Monday, 12 July 2010: 2:45 PM

Hsin Hsin Lin, PhD
Department of Nursing, Meiho Institute of Technology, Pingdong, Taiwan
Yan-Der Hsuuw, PhD
Department of Life Science, National Pingtung University of Science and Technology, Pingtung, Taiwan

Learning Objective 1: understand the importance of educating nurse students regarding bloodless alternatives.

Learning Objective 2: identify the need to incorporate effective and safe bloodless alternatives into nursing curriculum.

Purpose:The awareness of the dangers associated with blood transfusions, moving a fast increasing number of patients towards bloodless alternatives, is gaining momentum across the world. However, are nurses well informed? The issue involved is simple but crucial‑‑-these new techniques are not formally introduced in the mainstream of nursing education therefore how will nurse students be prepared for it? The purpose of this study is to offer students the opportunity to learn these new operative techniques and share their learning feedback with nurse educators worldwide.

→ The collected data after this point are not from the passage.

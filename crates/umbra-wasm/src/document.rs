//! [`Document`] over the browser DOM.

use std::cell::Cell;
use std::fmt;

use js_sys::{Array, Object, WeakMap};
use tracing::{debug, warn};
use umbra::dom::{Document, ElementId, NodeKind};
use umbra::property::StyleProperty;
use umbra::watcher::{MutationRecord, ObserveOptions};
use wasm_bindgen::JsCast;
use wasm_bindgen::prelude::*;
use web_sys::{
    CssStyleDeclaration, Element, HtmlElement, MutationObserver, MutationObserverInit, NodeList,
    SvgElement, Window,
};

/// Observer callback: `(records, observer)`.
pub type ObserverCallback = Closure<dyn FnMut(Array, MutationObserver)>;

/// A browser page.
///
/// Element ids live in a `WeakMap` keyed by the element, so identity never
/// keeps a detached element alive.
pub struct WebDocument {
    window: Window,
    document: web_sys::Document,
    ids: WeakMap,
    next_id: Cell<u64>,
    callback: Option<ObserverCallback>,
    observer: Option<MutationObserver>,
}

impl fmt::Debug for WebDocument {
    fn fmt(&self, f: &mut fmt::Formatter<'_>) -> fmt::Result {
        f.debug_struct("WebDocument")
            .field("next_id", &self.next_id.get())
            .field("has_callback", &self.callback.is_some())
            .field("observing", &self.observer.is_some())
            .finish_non_exhaustive()
    }
}

impl WebDocument {
    /// Bind the page behind `window`.
    ///
    /// # Errors
    /// Returns an error if the window has no document.
    pub fn new(window: Window) -> Result<Self, JsValue> {
        let document = window
            .document()
            .ok_or_else(|| JsValue::from_str("window has no document"))?;
        Ok(Self {
            window,
            document,
            ids: WeakMap::new(),
            next_id: Cell::new(1),
            callback: None,
            observer: None,
        })
    }

    /// Install the function mutation batches are delivered to.
    pub fn set_observer_callback(&mut self, callback: ObserverCallback) {
        self.callback = Some(callback);
    }

    pub fn window(&self) -> &Window {
        &self.window
    }

    fn inline_declaration(element: &Element) -> Option<CssStyleDeclaration> {
        if let Some(html) = element.dyn_ref::<HtmlElement>() {
            Some(html.style())
        } else {
            element.dyn_ref::<SvgElement>().map(SvgElement::style)
        }
    }
}

impl Drop for WebDocument {
    fn drop(&mut self) {
        if let Some(observer) = self.observer.take() {
            observer.disconnect();
        }
    }
}

fn elements(list: &NodeList) -> Vec<Element> {
    (0..list.length())
        .filter_map(|i| list.get(i))
        .filter_map(|node| node.dyn_into::<Element>().ok())
        .collect()
}

fn convert_record(record: &web_sys::MutationRecord) -> Option<MutationRecord<Element>> {
    let target = record.target()?.dyn_into::<Element>().ok()?;
    match record.type_().as_str() {
        "childList" => Some(MutationRecord::ChildList {
            target,
            added: elements(&record.added_nodes()),
            removed: elements(&record.removed_nodes()),
        }),
        "attributes" => Some(MutationRecord::Attributes {
            target,
            name: record.attribute_name()?,
        }),
        _ => None,
    }
}

/// Translate a batch handed to an observer callback.
pub fn convert_records(records: &Array) -> Vec<MutationRecord<Element>> {
    records
        .iter()
        .filter_map(|r| r.dyn_into::<web_sys::MutationRecord>().ok())
        .filter_map(|r| convert_record(&r))
        .collect()
}

impl Document for WebDocument {
    type Element = Element;

    fn query_selector(&self, selector: &str) -> Option<Element> {
        self.document.query_selector(selector).ok().flatten()
    }

    fn body(&self) -> Option<Element> {
        self.document.body().map(Element::from)
    }

    fn descendants(&self, element: &Element) -> Vec<Element> {
        element
            .query_selector_all("*")
            .map(|list| elements(&list))
            .unwrap_or_default()
    }

    fn parent(&self, element: &Element) -> Option<Element> {
        element.parent_element()
    }

    fn node_kind(&self, element: &Element) -> NodeKind {
        if element.is_instance_of::<HtmlElement>() {
            NodeKind::Html
        } else if element.is_instance_of::<SvgElement>() {
            NodeKind::Svg
        } else {
            NodeKind::Other
        }
    }

    fn tag_name(&self, element: &Element) -> String {
        element.tag_name()
    }

    fn computed_style(&self, element: &Element, property: StyleProperty) -> String {
        self.window
            .get_computed_style(element)
            .ok()
            .flatten()
            .and_then(|decl| decl.get_property_value(property.css_name()).ok())
            .unwrap_or_default()
    }

    fn inline_style(&self, element: &Element, property: StyleProperty) -> String {
        Self::inline_declaration(element)
            .and_then(|decl| decl.get_property_value(property.css_name()).ok())
            .unwrap_or_default()
    }

    fn set_inline_style(&mut self, element: &Element, property: StyleProperty, value: &str) {
        let Some(decl) = Self::inline_declaration(element) else {
            return;
        };
        let result = if value.is_empty() {
            decl.remove_property(property.css_name()).map(|_| ())
        } else {
            decl.set_property(property.css_name(), value)
        };
        if let Err(err) = result {
            debug!(umbra.property = %property, error = ?err, "Inline style write rejected");
        }
    }

    fn closest(&self, element: &Element, selector: &str) -> bool {
        matches!(element.closest(selector), Ok(Some(_)))
    }

    fn element_id(&self, element: &Element) -> ElementId {
        let key: &Object = element.as_ref();
        if let Some(id) = self.ids.get(key).as_f64() {
            return ElementId(id as u64);
        }
        let id = self.next_id.get();
        self.next_id.set(id + 1);
        self.ids.set(key, &JsValue::from_f64(id as f64));
        ElementId(id)
    }

    fn observe(&mut self, root: &Element, options: &ObserveOptions) {
        let Some(callback) = &self.callback else {
            debug!("No observer callback installed");
            return;
        };
        let observer = match MutationObserver::new(callback.as_ref().unchecked_ref()) {
            Ok(observer) => observer,
            Err(err) => {
                warn!(error = ?err, "Failed to create mutation observer");
                return;
            }
        };

        let init = MutationObserverInit::new();
        init.set_child_list(options.child_list);
        init.set_subtree(options.subtree);
        if options.attributes() {
            let filter: Array = options
                .attribute_filter
                .iter()
                .map(|name| JsValue::from_str(name))
                .collect();
            init.set_attribute_filter(&filter);
        }

        if let Err(err) = observer.observe_with_options(root, &init) {
            warn!(error = ?err, "Failed to observe document");
            return;
        }
        if let Some(previous) = self.observer.replace(observer) {
            previous.disconnect();
        }
    }

    fn disconnect(&mut self) {
        if let Some(observer) = self.observer.take() {
            observer.disconnect();
        }
    }
}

Methods:A teaching program about non-blood alternatives was then introduced to 850 undergraduate nursing students (age ranged from 16 to 22 years old) in Taiwan over three years. Real cases reports were presented. Techniques such as erythropoietin, hemodilution, intraoperative blood salvage, blood substitutes, and careful operative skills, as well as patient’s rights and ethics issues were highlighted. A total of 750 valid questionnaires were analyzed (response rate =80%).

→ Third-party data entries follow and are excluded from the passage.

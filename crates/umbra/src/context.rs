//! Classifying elements by where they sit in the document.

use std::fmt;

use crate::color::Rgba;
use crate::dom::Document;
use crate::extract;
use crate::property::StyleProperty;

/// Predicate deciding whether an element lives in a dynamic context.
pub type ContextPredicate<D> = Box<dyn Fn(&D, &<D as Document>::Element) -> bool>;

/// Decides which elements are in a dynamic context: a region whose highlight
/// colors change through class toggling, so its colors must be recomputed on
/// every apply instead of cached once.
pub enum DynamicContext<D: Document> {
    /// The element or an ancestor matches this selector list.
    Selectors(String),
    /// Caller-supplied predicate.
    Custom(ContextPredicate<D>),
    /// Nothing is dynamic.
    Never,
}

impl<D: Document> DynamicContext<D> {
    /// Match against a list of selectors. An empty list never matches.
    pub fn selectors<I, S>(selectors: I) -> Self
    where
        I: IntoIterator<Item = S>,
        S: AsRef<str>,
    {
        let list: Vec<String> = selectors
            .into_iter()
            .map(|s| s.as_ref().trim().to_string())
            .filter(|s| !s.is_empty())
            .collect();
        if list.is_empty() {
            DynamicContext::Never
        } else {
            DynamicContext::Selectors(list.join(","))
        }
    }

    /// Use an arbitrary predicate.
    pub fn custom<F>(predicate: F) -> Self
    where
        F: Fn(&D, &D::Element) -> bool + 'static,
    {
        DynamicContext::Custom(Box::new(predicate))
    }

    /// Returns true if `element` is in a dynamic context.
    pub fn contains(&self, doc: &D, element: &D::Element) -> bool {
        match self {
            DynamicContext::Selectors(list) => doc.closest(element, list),
            DynamicContext::Custom(predicate) => predicate(doc, element),
            DynamicContext::Never => false,
        }
    }
}

impl<D: Document> fmt::Debug for DynamicContext<D> {
    fn fmt(&self, f: &mut fmt::Formatter<'_>) -> fmt::Result {
        match self {
            DynamicContext::Selectors(list) => f.debug_tuple("Selectors").field(list).finish(),
            DynamicContext::Custom(_) => f.write_str("Custom(<predicate>)"),
            DynamicContext::Never => f.write_str("Never"),
        }
    }
}

/// The background text inside `element` is painted on, and the element
/// painting it.
///
/// First of the element and its ancestors whose background color has alpha
/// above `alpha_threshold`. `None` means nothing is painted and text sits on
/// the default white page.
pub fn effective_background<D: Document>(
    doc: &D,
    element: &D::Element,
    alpha_threshold: f32,
) -> Option<(D::Element, Rgba)> {
    doc.ancestors_inclusive(element).into_iter().find_map(|el| {
        extract::parse(&doc.computed_style(&el, StyleProperty::BackgroundColor))
            .filter(|c| c.a > alpha_threshold)
            .map(|bg| (el, bg))
    })
}

/// Returns true if the element's own background is near-gray.
///
/// A visible solid background decides on its own; otherwise every color in
/// the background image must be near-gray. No background at all counts as
/// neutral.
pub fn has_neutral_background<D: Document>(
    doc: &D,
    element: &D::Element,
    alpha_threshold: f32,
    saturation_threshold: f32,
) -> bool {
    let solid = extract::parse(&doc.computed_style(element, StyleProperty::BackgroundColor));
    if let Some(bg) = solid.filter(|c| c.a > alpha_threshold) {
        return bg.saturation() <= saturation_threshold;
    }

    let image = doc.computed_style(element, StyleProperty::BackgroundImage);
    extract::embedded_colors(&image).all(|c| c.saturation() <= saturation_threshold)
}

Results: 90% of the students urge the need to introduce bloodless alternatives methods into the mainstream education system. They express the importance to educate the public about these new techniques and feel the need to know more about the safety of non-blood alternatives. Reflecting on their clinical placement experiences, they state that they remember having seen some operation consent forms where a single line “non-blood surgery if needed” was written at the bottom of the form that patients could tick if they wished to refuse blood transfusions. However, they have never taught or made aware of it so as to help patients to make a choice.

Conclusion: As technology and skills of surgeons and anesthesia team make bloodless surgery possible, nurses must be educated to help patients to make informed choices about medical management of their condition, and to care for patients who refuse blood transfusions.